Am Abend, als noch viel über die drei Wehmüller gescherzt worden war, wollte Devillier der Gesellschaft eine Geschichte erzählen, die er selbst erlebt, und bei welcher die Verwechselung zweier Personen noch viel unterhaltender war – als der Graf Giulowitsch und Lury, sein Hofmeister, mit seinen Eleven bei dem Edelmanne zum Besuche kamen. Sie freuten sich ungemein, den guten Wehmüller zu finden und die Aufklärung seines Abenteuers zu hören. Die Erzählung Devilliers ward aufgeschoben, aber nach dem Abendessen mußte die schöne Mitidika all ihren Schmuck, den sie einst von Devillier empfing, anlegen; die Edeldame half ihr selbst bei ihrer Toilette, denn Nanny, die Kammerjungfer, wurde unpäßlich. So geschmückt trat das braune Mädchen wie eine Zauberin vor die Gesellschaft; der Tiroler breitete seine Teppiche aus, und das reizende Geschöpf tanzte, schlug das Tamburin und sang – wozu Michaly sie begleitete – so ganz wunderbar hinreißend, daß alles vor Erstaunen versteinert war. Sie schloß ihren Tanz damit, daß sie den Teppich plötzlich erfaßte, sich schnell in ihn einpuppte und an die Erde niederstreckte, wie damals in der Hütte.

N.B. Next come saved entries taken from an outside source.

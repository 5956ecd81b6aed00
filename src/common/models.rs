use serde::{Deserialize, Serialize};

/// Parse an ISO-8601 timestamp to epoch milliseconds. Unparseable or missing
/// values sort as epoch zero, i.e. first in ascending order.
pub fn parse_epoch_ms(ts: &str) -> i64 {
    chrono::DateTime::parse_from_rfc3339(ts)
        .map(|dt| dt.timestamp_millis())
        .unwrap_or(0)
}

#[derive(Debug, Clone, Copy, PartialEq, Eq, Serialize, Deserialize)]
#[serde(rename_all = "lowercase")]
pub enum ListingKind {
    Travel,
    Shipment,
}

impl ListingKind {
    pub fn as_str(&self) -> &'static str {
        match self {
            ListingKind::Travel => "travel",
            ListingKind::Shipment => "shipment",
        }
    }

    pub fn from_str(s: &str) -> Option<Self> {
        match s {
            "travel" => Some(ListingKind::Travel),
            "shipment" => Some(ListingKind::Shipment),
            _ => None,
        }
    }
}

/// UI-level partition of listings. `routes` maps to travel-capacity posts,
/// `items` to shipment requests, `all` applies no kind filter.
#[derive(Debug, Clone, Copy, PartialEq, Eq, Default)]
pub enum Segment {
    Routes,
    Items,
    #[default]
    All,
}

impl Segment {
    pub fn as_str(&self) -> &'static str {
        match self {
            Segment::Routes => "routes",
            Segment::Items => "items",
            Segment::All => "all",
        }
    }

    pub fn parse(s: &str) -> Option<Self> {
        match s {
            "routes" => Some(Segment::Routes),
            "items" => Some(Segment::Items),
            "all" => Some(Segment::All),
            _ => None,
        }
    }

    /// Server-side mapping: which listing kind this segment filters to.
    pub fn kind_filter(&self) -> Option<ListingKind> {
        match self {
            Segment::Routes => Some(ListingKind::Travel),
            Segment::Items => Some(ListingKind::Shipment),
            Segment::All => None,
        }
    }
}

#[derive(Debug, Clone, PartialEq, Serialize, Deserialize)]
pub struct LocationInfo {
    pub city: String,
    pub name: String,
    pub code: String,
}

#[derive(Debug, Clone, PartialEq, Serialize, Deserialize)]
pub struct OwnerRef {
    pub id: String,
    pub name: String,
}

/// A travel-capacity or shipment-request post in the marketplace.
#[derive(Debug, Clone, PartialEq, Serialize, Deserialize)]
#[serde(rename_all = "camelCase")]
pub struct ListingRecord {
    pub id: String,
    pub title: String,
    pub description: String,
    pub origin: LocationInfo,
    pub destination: LocationInfo,
    /// Departure timestamp, set for travel listings.
    #[serde(default, skip_serializing_if = "Option::is_none")]
    pub departure_date: Option<String>,
    /// Ready-by timestamp, set for shipment listings.
    #[serde(default, skip_serializing_if = "Option::is_none")]
    pub ready_by: Option<String>,
    pub max_weight_kg: f64,
    pub price_per_kg: f64,
    pub currency: String,
    pub verified: bool,
    pub type_of_listing: ListingKind,
    /// Only meaningful when `type_of_listing` is `shipment`.
    #[serde(default, skip_serializing_if = "Option::is_none")]
    pub urgency: Option<String>,
    pub owner: OwnerRef,
}

impl ListingRecord {
    /// The date column relevant to this listing's kind.
    pub fn date_value(&self) -> Option<&str> {
        match self.type_of_listing {
            ListingKind::Travel => self.departure_date.as_deref(),
            ListingKind::Shipment => self.ready_by.as_deref(),
        }
    }

    pub fn date_epoch_ms(&self) -> i64 {
        self.date_value().map(parse_epoch_ms).unwrap_or(0)
    }

    /// Lower-cased concatenation of the text fields the client filters on.
    pub fn searchable_text(&self) -> String {
        format!(
            "{} {} {} {} {} {} {} {}",
            self.title,
            self.description,
            self.origin.city,
            self.origin.name,
            self.origin.code,
            self.destination.city,
            self.destination.name,
            self.destination.code
        )
        .to_lowercase()
    }
}

#[derive(Debug, Clone, PartialEq, Serialize, Deserialize)]
pub struct MessageAuthor {
    pub name: String,
}

/// A unit of conversation as it travels over the live channel.
#[derive(Debug, Clone, PartialEq, Serialize, Deserialize)]
#[serde(rename_all = "camelCase")]
pub struct ChatMessage {
    pub id: String,
    pub content: String,
    pub user: MessageAuthor,
    pub created_at: String,
}

impl ChatMessage {
    pub fn created_at_epoch_ms(&self) -> i64 {
        parse_epoch_ms(&self.created_at)
    }
}

/// Persistence row shape accepted by the message store.
#[derive(Debug, Clone, PartialEq, Serialize, Deserialize)]
#[serde(rename_all = "camelCase")]
pub struct StoredMessage {
    pub id: String,
    pub thread_id: String,
    pub author_id: String,
    pub content: String,
    pub created_at: String,
}

#[derive(Debug, Clone, PartialEq, Serialize, Deserialize)]
pub struct SearchParams {
    pub q: Option<String>,
    pub segment: String,
}

#[derive(Debug, Clone, Serialize, Deserialize)]
#[serde(rename_all = "camelCase")]
pub struct SearchResponse {
    #[serde(default)]
    pub travellers: Vec<ListingRecord>,
    #[serde(default)]
    pub shipments: Vec<ListingRecord>,
    pub total: usize,
    pub took_ms: u64,
    pub params: SearchParams,
}

#[derive(Debug, Clone, PartialEq, Serialize, Deserialize)]
pub struct LocationHit {
    pub id: String,
    pub label: String,
}

#[derive(Debug, Clone, PartialEq, Serialize, Deserialize)]
pub struct LocationParams {
    pub q: Option<String>,
}

#[derive(Debug, Clone, Serialize, Deserialize)]
#[serde(rename_all = "camelCase")]
pub struct LocationResponse {
    #[serde(default)]
    pub data: Vec<LocationHit>,
    pub total: usize,
    pub took_ms: u64,
    pub params: LocationParams,
}

#[cfg(test)]
mod tests {
    use super::*;

    #[test]
    fn segment_kind_mapping() {
        assert_eq!(Segment::Routes.kind_filter(), Some(ListingKind::Travel));
        assert_eq!(Segment::Items.kind_filter(), Some(ListingKind::Shipment));
        assert_eq!(Segment::All.kind_filter(), None);
    }

    #[test]
    fn parse_epoch_ms_falls_back_to_zero() {
        assert_eq!(parse_epoch_ms("not-a-date"), 0);
        assert_eq!(parse_epoch_ms(""), 0);
        assert!(parse_epoch_ms("2024-01-01T00:00:01Z") > parse_epoch_ms("2024-01-01T00:00:00Z"));
    }

    #[test]
    fn listing_roundtrip_uses_camel_case() {
        let record = ListingRecord {
            id: "l1".into(),
            title: "3kg free to Accra".into(),
            description: "Direct flight".into(),
            origin: LocationInfo {
                city: "New York".into(),
                name: "New York (JFK)".into(),
                code: "JFK".into(),
            },
            destination: LocationInfo {
                city: "Accra".into(),
                name: "Kotoka Intl".into(),
                code: "ACC".into(),
            },
            departure_date: Some("2024-06-01T09:00:00Z".into()),
            ready_by: None,
            max_weight_kg: 3.0,
            price_per_kg: 12.5,
            currency: "USD".into(),
            verified: true,
            type_of_listing: ListingKind::Travel,
            urgency: None,
            owner: OwnerRef { id: "u1".into(), name: "Ama".into() },
        };
        let json = serde_json::to_value(&record).unwrap();
        assert_eq!(json["typeOfListing"], "travel");
        assert_eq!(json["departureDate"], "2024-06-01T09:00:00Z");
        assert_eq!(json["maxWeightKg"], 3.0);
        let back: ListingRecord = serde_json::from_value(json).unwrap();
        assert_eq!(back, record);
    }

    #[test]
    fn searchable_text_covers_both_endpoints() {
        let record = ListingRecord {
            id: "l1".into(),
            title: "Spare capacity".into(),
            description: "desc".into(),
            origin: LocationInfo {
                city: "New York".into(),
                name: "New York (JFK)".into(),
                code: "JFK".into(),
            },
            destination: LocationInfo {
                city: "Accra".into(),
                name: "Kotoka Intl".into(),
                code: "ACC".into(),
            },
            departure_date: None,
            ready_by: None,
            max_weight_kg: 1.0,
            price_per_kg: 1.0,
            currency: "USD".into(),
            verified: false,
            type_of_listing: ListingKind::Travel,
            urgency: None,
            owner: OwnerRef { id: "u1".into(), name: "Ama".into() },
        };
        let text = record.searchable_text();
        assert!(text.contains("jfk"));
        assert!(text.contains("acc"));
        assert!(text.contains("spare capacity"));
    }
}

Ein lebhaftes Beifallklatschen rauschte durch den Saal. Devillier aber kniete vor ihr, weinte wie ein Kind und wurde ausgelacht. So schied die Gesellschaft für diesen Abend auseinander. Die Erzählung, welche Devillier versprochen, eine andere des Tirolers und eine des Savoyarden unterhielten an den folgenden Tagen, und ich werde sie mitteilen, wenn ich Lust dazu habe.